=== Begin Enclosure ===

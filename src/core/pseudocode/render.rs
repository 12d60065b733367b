// src/core/pseudocode/render.rs
use std::fmt::Write;

use crate::config::CycleHandling;
use super::{ExpandedPseudocode, ExpansionMarker, PseudocodeLine};

const INDENT: &str = "  ";

/// Plain gist-style text, two spaces per level, markers ignored
pub fn render_lines(lines: &[PseudocodeLine]) -> String {
    let mut out = String::new();
    for line in lines {
        push_line(&mut out, line.indent, &line.text);
    }
    out
}

/// Gist-style text with inlined callees flattened in place and every
/// marker on its own line beneath the invocation it belongs to
pub fn render_expanded(expanded: &ExpandedPseudocode) -> String {
    let mut out = String::new();
    render_into(&mut out, &expanded.lines, expanded);
    out
}

fn render_into(out: &mut String, lines: &[PseudocodeLine], expanded: &ExpandedPseudocode) {
    for line in lines {
        push_line(out, line.indent, &line.text);

        let Some(marker) = &line.expansion else {
            continue;
        };
        let nested = line.indent + 1;
        match marker {
            ExpansionMarker::Inlined { lines } => render_into(out, lines, expanded),
            ExpansionMarker::CycleDetected { identity, .. } => {
                let note = match expanded.cycle_handling {
                    CycleHandling::Mark => "already expanded above",
                    CycleHandling::Stop => "expansion stopped",
                };
                push_marker(out, nested, &format!("[CYCLE DETECTED: {}] ({})", identity.logical_path(), note));
            }
            ExpansionMarker::DepthLimitReached { identity } => {
                push_marker(
                    out,
                    nested,
                    &format!("[DEPTH LIMIT REACHED: {}] (max depth: {})", identity.logical_path(), expanded.max_depth),
                );
            }
            ExpansionMarker::Unresolved { raw_target, kind } => {
                let target = if raw_target.trim().is_empty() { "(no target)" } else { raw_target.as_str() };
                push_marker(out, nested, &format!("[UNRESOLVED: {}] ({})", target, kind.as_str()));
            }
        }
    }
}

fn push_line(out: &mut String, indent: usize, text: &str) {
    let _ = writeln!(out, "{}- {}", INDENT.repeat(indent), text);
}

fn push_marker(out: &mut String, indent: usize, text: &str) {
    let _ = writeln!(out, "{}{}", INDENT.repeat(indent), text);
}
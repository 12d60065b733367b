use clap::{Parser, Subcommand};
use std::path::PathBuf;
use anyhow::{Context, Result};

use wfmap::config::{CycleHandling, MAX_EXPANSION_DEPTH_LIMIT};
use wfmap::core::call_graph::CrossScopeOutcome;
use wfmap::core::{render_expanded, Engine, MermaidRenderer, ProjectAnalysis, Severity};

#[derive(Parser)]
#[command(name = "wfmap")]
#[command(about = "Call graphs, content identities and pseudocode for XML workflow projects")]
#[command(version)]
pub struct Cli {
    /// Path to configuration file
    #[arg(short, long)]
    pub config: Option<PathBuf>,

    /// Enable verbose logging
    #[arg(short, long)]
    pub verbose: bool,

    #[command(subcommand)]
    pub command: Commands,
}

#[derive(Subcommand)]
pub enum Commands {
    /// Parse every workflow and summarize the call graph
    Analyze {
        /// Project directory (defaults to current directory)
        #[arg(short, long)]
        root: Option<PathBuf>,

        /// Print the full analysis as JSON
        #[arg(long)]
        json: bool,

        /// Library project checked for targets the project itself lacks (repeatable)
        #[arg(long = "library")]
        libraries: Vec<PathBuf>,
    },

    /// Print the call graph as a Mermaid flowchart
    Graph {
        #[arg(short, long)]
        root: Option<PathBuf>,
    },

    /// Print the expanded pseudocode of one workflow
    Pseudocode {
        /// Workflow path relative to the project root
        path: String,

        #[arg(short, long)]
        root: Option<PathBuf>,

        /// Maximum expansion depth (overrides configuration)
        #[arg(short, long)]
        depth: Option<usize>,

        /// Stop expanding a branch once it hits a cycle
        #[arg(long)]
        stop_on_cycle: bool,

        /// Print the expansion as JSON instead of text
        #[arg(long)]
        json: bool,
    },

    /// Print the identity string of one workflow
    Identity {
        /// Workflow path relative to the project root
        path: String,

        #[arg(short, long)]
        root: Option<PathBuf>,
    },
}

impl Cli {
    pub async fn execute(self, engine: Engine) -> Result<()> {
        match self.command {
            Commands::Analyze { root, json, libraries } => {
                let analysis = engine.analyze(&project_root(root)).await?;
                if json {
                    println!("{}", serde_json::to_string_pretty(&analysis)?);
                } else {
                    print_summary(&analysis);
                }

                if !libraries.is_empty() {
                    let records = engine.resolve_external(&analysis, &libraries).await?;
                    println!("\nLibrary resolution:");
                    for record in records {
                        let outcome = match &record.outcome {
                            CrossScopeOutcome::Resolved { identity, .. } => identity.to_string(),
                            CrossScopeOutcome::Ambiguous { candidates } => {
                                format!("ambiguous ({})", candidates.join(", "))
                            }
                            CrossScopeOutcome::Unresolved => "not found".to_string(),
                        };
                        println!("  {} @ {}: {} -> {}", record.from.logical_path(), record.call_site, record.attempted, outcome);
                    }
                }
                Ok(())
            }
            Commands::Graph { root } => {
                let analysis = engine.analyze(&project_root(root)).await?;
                print!("{}", MermaidRenderer::new().render(&analysis.graph));
                Ok(())
            }
            Commands::Pseudocode { path, root, depth, stop_on_cycle, json } => {
                let analysis = engine.analyze(&project_root(root)).await?;

                let mut config = engine.config().pseudocode;
                if let Some(depth) = depth {
                    anyhow::ensure!(
                        depth <= MAX_EXPANSION_DEPTH_LIMIT,
                        "--depth must be at most {}",
                        MAX_EXPANSION_DEPTH_LIMIT
                    );
                    config.max_depth = depth;
                }
                if stop_on_cycle {
                    config.cycle_handling = CycleHandling::Stop;
                }

                let expanded = analysis.expand_with(&path, config)?;
                if json {
                    println!("{}", serde_json::to_string_pretty(&expanded)?);
                } else {
                    print!("{}", render_expanded(&expanded));
                }
                Ok(())
            }
            Commands::Identity { path, root } => {
                let analysis = engine.analyze(&project_root(root)).await?;
                let identity = analysis
                    .identity_of(&path)
                    .with_context(|| format!("No parsed workflow at {}", path))?;
                println!("{}", identity);
                Ok(())
            }
        }
    }
}

fn project_root(root: Option<PathBuf>) -> PathBuf {
    root.unwrap_or_else(|| PathBuf::from("."))
}

fn print_summary(analysis: &ProjectAnalysis) {
    let graph = &analysis.graph;
    let stats = graph.get_statistics();

    println!("Project: {}", analysis.project_id);
    println!("Workflows: {} parsed, {} rejected", stats.total_workflows, analysis.rejected.len());
    println!("Entry points: {}", stats.entry_points);
    for error in &graph.root_errors {
        println!("  unresolved entry point {}: {:?}", error.declared, error.kind);
    }

    println!("Edges: {}", stats.total_edges);
    for (kind, count) in &stats.edges_by_kind {
        println!("  {}: {}", kind.as_str(), count);
    }

    println!("Cycles: {}", graph.cycles.len());
    for (cycle, kind) in graph.cycles.iter().zip(graph.cycle_types()) {
        let members: Vec<&str> = cycle.iter().map(|id| id.logical_path()).collect();
        println!("  {:?}: {}", kind, members.join(" -> "));
    }

    println!("Orphans: {}", graph.orphans.len());
    for orphan in &graph.orphans {
        println!("  {}", orphan.logical_path());
    }

    println!("Max call depth: {}", stats.max_depth);

    let fatal = analysis
        .diagnostics
        .values()
        .flatten()
        .filter(|d| d.severity == Severity::Fatal)
        .count();
    println!("Diagnostics: {} ({} fatal)", analysis.diagnostic_count(), fatal);
    for warning in &graph.warnings {
        println!("  {}", warning);
    }
}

=== End Enclosure ===

Reproduce all of the listing, exactly as given.

§ Solution to the exercise
filename src/core/pseudocode/render.rs
repository 12d60065b733367b
// src/core/pseudocode/render.rs
use std::fmt::Write;

use crate::config::CycleHandling;
use super::{ExpandedPseudocode, ExpansionMarker, PseudocodeLine};

const INDENT: &str = "  ";

/// Plain gist-style text, two spaces per level, markers ignored
pub fn render_lines(lines: &[PseudocodeLine]) -> String {
    let mut out = String::new();
    for line in lines {
        push_line(&mut out, line.indent, &line.text);
    }
    out
}

/// Gist-style text with inlined callees flattened in place and every
/// marker on its own line beneath the invocation it belongs to
pub fn render_expanded(expanded: &ExpandedPseudocode) -> String {
    let mut out = String::new();
    render_into(&mut out, &expanded.lines, expanded);
    out
}

fn render_into(out: &mut String, lines: &[PseudocodeLine], expanded: &ExpandedPseudocode) {
    for line in lines {
        push_line(out, line.indent, &line.text);

        let Some(marker) = &line.expansion else {
            continue;
        };
        let nested = line.indent + 1;
        match marker {
            ExpansionMarker::Inlined { lines } => render_into(out, lines, expanded),
            ExpansionMarker::CycleDetected { identity, .. } => {
                let note = match expanded.cycle_handling {
                    CycleHandling::Mark => "already expanded above",
                    CycleHandling::Stop => "expansion stopped",
                };
                push_marker(out, nested, &format!("[CYCLE DETECTED: {}] ({})", identity.logical_path(), note));
            }
            ExpansionMarker::DepthLimitReached { identity } => {
                push_marker(
                    out,
                    nested,
                    &format!("[DEPTH LIMIT REACHED: {}] (max depth: {})", identity.logical_path(), expanded.max_depth),
                );
            }
            ExpansionMarker::Unresolved { raw_target, kind } => {
                let target = if raw_target.trim().is_empty() { "(no target)" } else { raw_target.as_str() };
                push_marker(out, nested, &format!("[UNRESOLVED: {}] ({})", target, kind.as_str()));
            }
        }
    }
}

fn push_line(out: &mut String, indent: usize, text: &str) {
    let _ = writeln!(out, "{}- {}", INDENT.repeat(indent), text);
}

fn push_marker(out: &mut String, indent: usize, text: &str) {
    let _ = writeln!(out, "{}{}", INDENT.repeat(indent), text);
}
repository 12d60065b733367b
use clap::{Parser, Subcommand};
use std::path::PathBuf;
use anyhow::{Context, Result};

use wfmap::config::{CycleHandling, MAX_EXPANSION_DEPTH_LIMIT};
use wfmap::core::call_graph::CrossScopeOutcome;
use wfmap::core::{render_expanded, Engine, MermaidRenderer, ProjectAnalysis, Severity};

#[derive(Parser)]
#[command(name = "wfmap")]
#[command(about = "Call graphs, content identities and pseudocode for XML workflow projects")]
#[command(version)]
pub struct Cli {
    /// Path to configuration file
    #[arg(short, long)]
    pub config: Option<PathBuf>,

    /// Enable verbose logging
    #[arg(short, long)]
    pub verbose: bool,

    #[command(subcommand)]
    pub command: Commands,
}

#[derive(Subcommand)]
pub enum Commands {
    /// Parse every workflow and summarize the call graph
    Analyze {
        /// Project directory (defaults to current directory)
        #[arg(short, long)]
        root: Option<PathBuf>,

        /// Print the full analysis as JSON
        #[arg(long)]
        json: bool,

        /// Library project checked for targets the project itself lacks (repeatable)
        #[arg(long = "library")]
        libraries: Vec<PathBuf>,
    },

    /// Print the call graph as a Mermaid flowchart
    Graph {
        #[arg(short, long)]
        root: Option<PathBuf>,
    },

    /// Print the expanded pseudocode of one workflow
    Pseudocode {
        /// Workflow path relative to the project root
        path: String,

        #[arg(short, long)]
        root: Option<PathBuf>,

        /// Maximum expansion depth (overrides configuration)
        #[arg(short, long)]
        depth: Option<usize>,

        /// Stop expanding a branch once it hits a cycle
        #[arg(long)]
        stop_on_cycle: bool,

        /// Print the expansion as JSON instead of text
        #[arg(long)]
        json: bool,
    },

    /// Print the identity string of one workflow
    Identity {
        /// Workflow path relative to the project root
        path: String,

        #[arg(short, long)]
        root: Option<PathBuf>,
    },
}

impl Cli {
    pub async fn execute(self, engine: Engine) -> Result<()> {
        match self.command {
            Commands::Analyze { root, json, libraries } => {
                let analysis = engine.analyze(&project_root(root)).await?;
                if json {
                    println!("{}", serde_json::to_string_pretty(&analysis)?);
                } else {
                    print_summary(&analysis);
                }

                if !libraries.is_empty() {
                    let records = engine.resolve_external(&analysis, &libraries).await?;
                    println!("\nLibrary resolution:");
                    for record in records {
                        let outcome = match &record.outcome {
                            CrossScopeOutcome::Resolved { identity, .. } => identity.to_string(),
                            CrossScopeOutcome::Ambiguous { candidates } => {
                                format!("ambiguous ({})", candidates.join(", "))
                            }
                            CrossScopeOutcome::Unresolved => "not found".to_string(),
                        };
                        println!("  {} @ {}: {} -> {}", record.from.logical_path(), record.call_site, record.attempted, outcome);
                    }
                }
                Ok(())
            }
            Commands::Graph { root } => {
                let analysis = engine.analyze(&project_root(root)).await?;
                print!("{}", MermaidRenderer::new().render(&analysis.graph));
                Ok(())
            }
            Commands::Pseudocode { path, root, depth, stop_on_cycle, json } => {
                let analysis = engine.analyze(&project_root(root)).await?;

                let mut config = engine.config().pseudocode;
                if let Some(depth) = depth {
                    anyhow::ensure!(
                        depth <= MAX_EXPANSION_DEPTH_LIMIT,
                        "--depth must be at most {}",
                        MAX_EXPANSION_DEPTH_LIMIT
                    );
                    config.max_depth = depth;
                }
                if stop_on_cycle {
                    config.cycle_handling = CycleHandling::Stop;
                }

                let expanded = analysis.expand_with(&path, config)?;
                if json {
                    println!("{}", serde_json::to_string_pretty(&expanded)?);
                } else {
                    print!("{}", render_expanded(&expanded));
                }
                Ok(())
            }
            Commands::Identity { path, root } => {
                let analysis = engine.analyze(&project_root(root)).await?;
                let identity = analysis
                    .identity_of(&path)
                    .with_context(|| format!("No parsed workflow at {}", path))?;
                println!("{}", identity);
                Ok(())
            }
        }
    }
}

fn project_root(root: Option<PathBuf>) -> PathBuf {
    root.unwrap_or_else(|| PathBuf::from("."))
}

fn print_summary(analysis: &ProjectAnalysis) {
    let graph = &analysis.graph;
    let stats = graph.get_statistics();

    println!("Project: {}", analysis.project_id);
    println!("Workflows: {} parsed, {} rejected", stats.total_workflows, analysis.rejected.len());
    println!("Entry points: {}", stats.entry_points);
    for error in &graph.root_errors {
        println!("  unresolved entry point {}: {:?}", error.declared, error.kind);
    }

    println!("Edges: {}", stats.total_edges);
    for (kind, count) in &stats.edges_by_kind {
        println!("  {}: {}", kind.as_str(), count);
    }

    println!("Cycles: {}", graph.cycles.len());
    for (cycle, kind) in graph.cycles.iter().zip(graph.cycle_types()) {
        let members: Vec<&str> = cycle.iter().map(|id| id.logical_path()).collect();
        println!("  {:?}: {}", kind, members.join(" -> "));
    }

    println!("Orphans: {}", graph.orphans.len());
    for orphan in &graph.orphans {
        println!("  {}", orphan.logical_path());
    }

    println!("Max call depth: {}", stats.max_depth);

    let fatal = analysis
        .diagnostics
        .values()
        .flatten()
        .filter(|d| d.severity == Severity::Fatal)
        .count();
    println!("Diagnostics: {} ({} fatal)", analysis.diagnostic_count(), fatal);
    for warning in &graph.warnings {
        println!("  {}", warning);
    }
}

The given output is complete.